### [Required action]
Collect each line of the records containing the string "created".

Start of Records shown

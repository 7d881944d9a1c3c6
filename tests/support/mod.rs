#![allow(dead_code)]

use std::collections::{HashMap, VecDeque};
use std::sync::atomic::{AtomicBool, AtomicUsize, Ordering};
use std::sync::{Arc, Mutex};

use async_trait::async_trait;
use stealthfetch_rs::{
    CookieMap, EventHandler, FetchEvent, FetchProfile, FetchProvider, HtmlPage, ProviderError,
    StaticResolver, StealthFetch,
};
use url::Url;

/// What the scripted provider answers for one fetch.
#[derive(Debug, Clone)]
pub enum Step {
    Page { status: u16, html: String },
    /// Pretend the engine followed redirects and landed on `to`.
    Redirected { to: String, html: String },
    Fail(ProviderError),
    /// Never completes.
    Hang,
}

impl Step {
    pub fn ok(html: &str) -> Self {
        Step::Page {
            status: 200,
            html: html.to_string(),
        }
    }

    pub fn status(status: u16, html: &str) -> Self {
        Step::Page {
            status,
            html: html.to_string(),
        }
    }

    pub fn transport(reason: &str) -> Self {
        Step::Fail(ProviderError::Transport(reason.to_string()))
    }
}

#[derive(Debug)]
pub struct FakeContext {
    pub id: usize,
    pub proxy: Option<String>,
    pub cookies: CookieMap,
}

/// In-memory provider answering from per-URL scripts.
pub struct ScriptedProvider {
    scripts: Mutex<HashMap<String, VecDeque<Step>>>,
    fallback: Step,
    pub created: AtomicUsize,
    pub closed: AtomicUsize,
    pub fetches: AtomicUsize,
    proxies_seen: Mutex<Vec<Option<String>>>,
    hang_next_create: AtomicBool,
}

impl ScriptedProvider {
    /// Every unscripted fetch answers with `fallback`.
    pub fn new(fallback: Step) -> Self {
        Self {
            scripts: Mutex::new(HashMap::new()),
            fallback,
            created: AtomicUsize::new(0),
            closed: AtomicUsize::new(0),
            fetches: AtomicUsize::new(0),
            proxies_seen: Mutex::new(Vec::new()),
            hang_next_create: AtomicBool::new(false),
        }
    }

    pub fn serving(html: &str) -> Self {
        Self::new(Step::ok(html))
    }

    /// Answers for `url`, consumed in order before falling back.
    pub fn script(self, url: &str, steps: impl IntoIterator<Item = Step>) -> Self {
        let key = Url::parse(url).expect("scripted url").to_string();
        self.scripts
            .lock()
            .unwrap()
            .entry(key)
            .or_default()
            .extend(steps);
        self
    }

    /// The next `create_context` never completes; later ones behave normally.
    pub fn hang_next_create(self) -> Self {
        self.hang_next_create.store(true, Ordering::SeqCst);
        self
    }

    /// Contexts fully created so far.
    pub fn created(&self) -> usize {
        self.created.load(Ordering::SeqCst)
    }

    pub fn closed(&self) -> usize {
        self.closed.load(Ordering::SeqCst)
    }

    pub fn fetches(&self) -> usize {
        self.fetches.load(Ordering::SeqCst)
    }

    /// Proxy of every fetch, in order.
    pub fn proxies_seen(&self) -> Vec<Option<String>> {
        self.proxies_seen.lock().unwrap().clone()
    }

    fn next_step(&self, url: &Url) -> Step {
        self.scripts
            .lock()
            .unwrap()
            .get_mut(url.as_str())
            .and_then(VecDeque::pop_front)
            .unwrap_or_else(|| self.fallback.clone())
    }
}

#[async_trait]
impl FetchProvider for ScriptedProvider {
    type Context = FakeContext;
    type Page = HtmlPage;

    fn name(&self) -> &'static str {
        "scripted"
    }

    async fn create_context(
        &self,
        profile: &FetchProfile,
        cookies: &CookieMap,
    ) -> Result<FakeContext, ProviderError> {
        if self.hang_next_create.swap(false, Ordering::SeqCst) {
            std::future::pending::<()>().await;
        }
        let id = self.created.fetch_add(1, Ordering::SeqCst);
        Ok(FakeContext {
            id,
            proxy: profile.proxy().map(str::to_string),
            cookies: cookies.clone(),
        })
    }

    async fn close_context(&self, _context: &FakeContext) -> Result<(), ProviderError> {
        self.closed.fetch_add(1, Ordering::SeqCst);
        Ok(())
    }

    async fn fetch(
        &self,
        context: &FakeContext,
        url: &Url,
        _profile: &FetchProfile,
    ) -> Result<HtmlPage, ProviderError> {
        self.fetches.fetch_add(1, Ordering::SeqCst);
        self.proxies_seen.lock().unwrap().push(context.proxy.clone());
        match self.next_step(url) {
            Step::Page { status, html } => Ok(HtmlPage::from_html(url.clone(), status, html)),
            Step::Redirected { to, html } => {
                let landed = Url::parse(&to).map_err(|err| ProviderError::Transport(err.to_string()))?;
                Ok(HtmlPage::from_html(landed, 200, html))
            }
            Step::Fail(err) => Err(err),
            Step::Hang => std::future::pending().await,
        }
    }

    async fn cookies(&self, context: &FakeContext, _url: &Url) -> CookieMap {
        let mut jar = context.cookies.clone();
        jar.insert("visited".into(), "1".into());
        jar
    }
}

/// Keeps every dispatched event.
#[derive(Default)]
pub struct Recorder {
    events: Mutex<Vec<FetchEvent>>,
}

impl Recorder {
    pub fn events(&self) -> Vec<FetchEvent> {
        self.events.lock().unwrap().clone()
    }

    pub fn retry_delays(&self) -> Vec<std::time::Duration> {
        self.events()
            .into_iter()
            .filter_map(|event| match event {
                FetchEvent::Retry(retry) => Some(retry.scheduled_after),
                _ => None,
            })
            .collect()
    }
}

impl EventHandler for Recorder {
    fn handle(&self, event: &FetchEvent) {
        self.events.lock().unwrap().push(event.clone());
    }
}

/// Resolver that knows no hosts, so only literal addresses are checked.
pub fn offline_resolver() -> Arc<StaticResolver> {
    Arc::new(StaticResolver::default())
}

pub fn init_logging() {
    let _ = env_logger::builder().is_test(true).try_init();
}

pub const ARTICLE: &str = r#"<html>
<head><title>Example Domain</title></head>
<body>
  <h1>Example Domain</h1>
  <p class="lead">This domain is for use in illustrative examples.</p>
  <a href="/one" class="link">One</a>
  <a href="/two" class="link">Two</a>
  <a href="/three" class="link" rel="nofollow">Three</a>
</body>
</html>"#;

pub const CF_INTERSTITIAL: &str = r#"<html>
<head><title>Just a moment...</title></head>
<body>
  <div id="cf-wrapper">Checking your browser before accessing the site.</div>
  <form id="challenge-form" action="/cdn-cgi/l/chk_jschl?__cf_chl_jschl_tk__=abc"></form>
</body>
</html>"#;

/// Facade over `provider` with fast retries and no logging handler.
pub fn facade(
    provider: ScriptedProvider,
    recorder: Arc<Recorder>,
) -> StealthFetch<ScriptedProvider> {
    let settings = stealthfetch_rs::Settings {
        base_delay_ms: 10,
        ..Default::default()
    };
    StealthFetch::builder()
        .with_settings(settings)
        .with_resolver(offline_resolver())
        .with_challenge_settle(std::time::Duration::ZERO)
        .with_event_handler(recorder)
        .disable_logging()
        .build_with_provider(provider)
        .expect("valid facade config")
}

End of Records shown

### [Solution to this problem]
    pub created: AtomicUsize,
            created: AtomicUsize::new(0),
    /// Contexts fully created so far.
    pub fn created(&self) -> usize {
        self.created.load(Ordering::SeqCst)
        let id = self.created.fetch_add(1, Ordering::SeqCst);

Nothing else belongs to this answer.